* _THE RECORDS_:
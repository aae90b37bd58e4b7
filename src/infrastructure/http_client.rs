use reqwest::{
    Client, RequestBuilder,
    header::{ACCEPT, HeaderMap, HeaderValue},
};
use url::Url;

use crate::{ApiConfig, Credentials, FetcherResult};

const GITHUB_JSON_MEDIA_TYPE: &str = "application/vnd.github+json";

/// An HTTP client attaching the credentials of the run to every request.
#[derive(Debug, Clone)]
pub struct HttpClient {
    client: Client,
    credentials: Credentials,
}

impl HttpClient {
    /// Creates a new `HttpClient` from the API configuration.
    pub fn try_new(config: &ApiConfig) -> FetcherResult<Self> {
        let mut default_headers = HeaderMap::new();
        default_headers.insert(ACCEPT, HeaderValue::from_static(GITHUB_JSON_MEDIA_TYPE));
        let client = Client::builder()
            .user_agent(config.user_agent.as_str())
            .default_headers(default_headers)
            .timeout(config.timeout)
            .build()?;

        Ok(Self {
            client,
            credentials: config.credentials.clone(),
        })
    }

    /// Starts an authorized GET request.
    pub fn get(&self, url: Url) -> RequestBuilder {
        self.authorize(self.client.get(url))
    }

    /// Starts an authorized POST request.
    pub fn post(&self, url: Url) -> RequestBuilder {
        self.authorize(self.client.post(url))
    }

    fn authorize(&self, builder: RequestBuilder) -> RequestBuilder {
        match &self.credentials {
            Credentials::Anonymous => builder,
            Credentials::Token(token) => builder.bearer_auth(token),
            Credentials::Basic { username, token } => builder.basic_auth(username, Some(token)),
        }
    }
}
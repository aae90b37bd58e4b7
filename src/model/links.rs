use reqwest::header::{HeaderMap, LINK};
use url::Url;

/// Pagination links parsed from a `Link` response header (RFC 8288).
#[derive(Debug, Clone, Default, PartialEq, Eq)]
pub struct PaginationLinks {
    /// The URL of the next page.
    pub next: Option<Url>,
    /// The URL of the previous page.
    pub prev: Option<Url>,
    /// The URL of the first page.
    pub first: Option<Url>,
    /// The URL of the last page.
    pub last: Option<Url>,
}

impl PaginationLinks {
    /// Parses the value of a `Link` header.
    ///
    /// Targets are resolved against `base`, so relative references are accepted.
    /// Entries that cannot be parsed are skipped.
    pub fn from_header(header_value: &str, base: &Url) -> Self {
        let mut links = Self::default();

        for part in split_link_values(header_value) {
            let mut target = None;
            let mut relations = None;

            for segment in part.split(';') {
                let segment = segment.trim();
                if let Some(stripped) = segment.strip_prefix('<').and_then(|s| s.strip_suffix('>'))
                {
                    target = Some(stripped);
                } else if let Some((key, value)) = segment.split_once('=') {
                    if key.trim().eq_ignore_ascii_case("rel") {
                        relations = Some(value.trim().trim_matches('"'));
                    }
                }
            }

            let (Some(target), Some(relations)) = (target, relations) else {
                continue;
            };
            let Ok(url) = base.join(target) else {
                continue;
            };
            // A single link may carry several space separated relation types.
            for relation in relations.split_whitespace() {
                let slot = match relation.to_ascii_lowercase().as_str() {
                    "next" => &mut links.next,
                    "prev" | "previous" => &mut links.prev,
                    "first" => &mut links.first,
                    "last" => &mut links.last,
                    _ => continue,
                };
                slot.get_or_insert_with(|| url.clone());
            }
        }

        links
    }

    /// Parses the pagination links from the response headers.
    pub fn from_headers(headers: &HeaderMap, base: &Url) -> Self {
        headers
            .get_all(LINK)
            .iter()
            .filter_map(|value| value.to_str().ok())
            .fold(Self::default(), |links, value| {
                links.merge(Self::from_header(value, base))
            })
    }

    fn merge(self, other: Self) -> Self {
        Self {
            next: self.next.or(other.next),
            prev: self.prev.or(other.prev),
            first: self.first.or(other.first),
            last: self.last.or(other.last),
        }
    }
}

/// Splits a `Link` header value on the commas found outside `<...>` targets.
fn split_link_values(header_value: &str) -> Vec<&str> {
    let mut parts = vec![];
    let mut in_target = false;
    let mut start = 0;
    for (index, character) in header_value.char_indices() {
        match character {
            '<' => in_target = true,
            '>' => in_target = false,
            ',' if !in_target => {
                parts.push(&header_value[start..index]);
                start = index + 1;
            }
            _ => {}
        }
    }
    parts.push(&header_value[start..]);

    parts
}
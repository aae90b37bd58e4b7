use std::{sync::Arc, time::Duration};

use anyhow::Context;
use clap::{Parser, Subcommand};
use futures::TryStreamExt;
use log::{debug, info, warn};
use serde_json::Value;

use github_api_walkthrough::{
    ApiConfig, Credentials, FetcherRateLimitWaiter, FetcherResult, GITHUB_GRAPHQL_ENDPOINT,
    GITHUB_REST_ENDPOINT, GitHubApi, GraphQlResponse, HttpClient, HttpGraphQlRequester,
    HttpRestFetcher, PullRequest, PullRequestFilter, RateLimitSnapshot, RestFetcher, StdResult,
};

/// Command line arguments for the GitHub API walkthrough
#[derive(Parser, Debug)]
#[command(version)]
struct Args {
    /// Personal access token used to authenticate
    #[arg(long, env = "GITHUB_API_TOKEN", hide_env_values = true, global = true)]
    token: Option<String>,

    /// User name, switches to basic authentication when set along with the token
    #[arg(long, env = "GITHUB_USERNAME", global = true)]
    username: Option<String>,

    /// Base URL of the REST API
    #[arg(long, default_value = GITHUB_REST_ENDPOINT, global = true)]
    api_url: String,

    /// URL of the GraphQL endpoint
    #[arg(long, default_value = GITHUB_GRAPHQL_ENDPOINT, global = true)]
    graphql_url: String,

    /// Timeout of a single request, in seconds
    #[arg(long, default_value_t = 30, global = true)]
    timeout_secs: u64,

    /// Sleep until the rate limit resets whenever a response reports no request left
    #[arg(long, global = true)]
    wait_on_rate_limit: bool,

    #[command(subcommand)]
    command: Command,
}

#[derive(Subcommand, Debug)]
enum Command {
    /// Print the license of a repository
    License {
        #[arg(long, default_value = "microsoft")]
        owner: String,
        #[arg(long, default_value = "vscode")]
        repo: String,
    },

    /// Print the biography of a user
    Bio {
        #[arg(long, default_value = "fronchetti")]
        user: String,
    },

    /// Print the titles of the first page of pull requests
    Pulls {
        #[arg(long, default_value = "microsoft")]
        owner: String,
        #[arg(long, default_value = "vscode")]
        repo: String,
        #[arg(long, default_value = "open")]
        state: String,
    },

    /// Walk every page of pull requests, printing the URL of each page
    Pages {
        #[arg(long, default_value = "microsoft")]
        owner: String,
        #[arg(long, default_value = "vscode")]
        repo: String,
        #[arg(long, default_value = "open")]
        state: String,
    },

    /// Walk every page of pull requests, printing every title
    AllPulls {
        #[arg(long, default_value = "microsoft")]
        owner: String,
        #[arg(long, default_value = "vscode")]
        repo: String,
        #[arg(long, default_value = "open")]
        state: String,
        #[arg(long, default_value = "updated")]
        sort: String,
        #[arg(long, default_value_t = 10)]
        per_page: u8,
    },

    /// Query the discussions of a repository through the GraphQL API
    Discussions {
        #[arg(long, default_value = "vercel")]
        owner: String,
        #[arg(long, default_value = "next.js")]
        repo: String,
        #[arg(long, default_value_t = 10)]
        first: u8,
    },
}

#[tokio::main]
async fn main() -> StdResult<()> {
    env_logger::init();
    let args = Args::parse();
    debug!("Command: {:?}", args.command);

    let api = build_api(&args)?;
    run(&api, args.command).await?;
    info!("Done");

    Ok(())
}

fn build_api(args: &Args) -> StdResult<GitHubApi> {
    let credentials = Credentials::from_parts(args.username.clone(), args.token.clone());
    info!("Using {credentials:?} credentials");
    let config = ApiConfig::with_endpoints(&args.api_url, &args.graphql_url, credentials)?
        .with_timeout(Duration::from_secs(args.timeout_secs));
    let client = HttpClient::try_new(&config).with_context(|| "Failed to build the HTTP client")?;

    let http_fetcher: Arc<dyn RestFetcher> = Arc::new(HttpRestFetcher::new(client.clone()));
    let fetcher: Arc<dyn RestFetcher> = if args.wait_on_rate_limit {
        Arc::new(FetcherRateLimitWaiter::new(http_fetcher))
    } else {
        http_fetcher
    };
    let requester = Arc::new(HttpGraphQlRequester::new(client, config.graphql_url.clone()));

    Ok(GitHubApi::new(config, fetcher, requester))
}

async fn run(api: &GitHubApi, command: Command) -> StdResult<()> {
    match command {
        Command::License { owner, repo } => {
            let repository = api.repository(&owner, &repo).await?;
            print_rate_limit(repository.rate_limit());
            match &repository.value().license {
                Some(license) => println!("{}", license.name),
                None => println!("{}", repository.value()),
            }
        }
        Command::Bio { user } => {
            let user = api.user(&user).await?;
            print_rate_limit(user.rate_limit());
            println!("{}", user.value().bio.as_deref().unwrap_or_default());
        }
        Command::Pulls { owner, repo, state } => {
            let filter = PullRequestFilter {
                state: Some(state),
                ..PullRequestFilter::default()
            };
            let page = api.pull_requests(&owner, &repo, &filter).await?;
            print_rate_limit(page.rate_limit());
            for pull_request in page.records_as::<PullRequest>()? {
                println!("{pull_request}");
            }
        }
        Command::Pages { owner, repo, state } => {
            let filter = PullRequestFilter {
                state: Some(state),
                ..PullRequestFilter::default()
            };
            // Pages are fetched lazily, so each URL is printed before its request.
            println!("{}", api.pull_requests_url(&owner, &repo)?);
            let mut pages = api.pull_request_pages(&owner, &repo, &filter)?;
            while let Some(page) = pages.try_next().await? {
                print_rate_limit(page.rate_limit());
                if let Some(next) = page.next() {
                    println!("{next}");
                }
            }
        }
        Command::AllPulls {
            owner,
            repo,
            state,
            sort,
            per_page,
        } => {
            let filter = PullRequestFilter {
                state: Some(state),
                sort: Some(sort),
                per_page: Some(per_page),
            };
            let mut pages = api.pull_request_pages(&owner, &repo, &filter)?;
            while let Some(page) = pages.try_next().await? {
                print_rate_limit(page.rate_limit());
                for pull_request in page.records_as::<PullRequest>()? {
                    println!("{pull_request}");
                }
            }
        }
        Command::Discussions { owner, repo, first } => {
            let value = api.discussions_json(&owner, &repo, first).await?;
            println!("{}", serde_json::to_string_pretty(&value)?);
            let response = GraphQlResponse::<Value>::from_value(&value)?;
            for error in &response.errors {
                warn!("GraphQL error: {}", error.message);
            }
        }
    }

    Ok(())
}

fn print_rate_limit(rate_limit: FetcherResult<&RateLimitSnapshot>) {
    match rate_limit {
        Ok(rate_limit) => {
            println!("Requests Remaining: {}", rate_limit.remaining);
            println!("Limit will reset at: {}", rate_limit.reset_time());
        }
        Err(e) => debug!("{e}"),
    }
}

* _PROBLEM REQUIREMENTS_: In the listing above, count each line that holds the word "FetcherResult" and report the number alone.

* _OUTPUT FOR THIS EXERCISE_: 4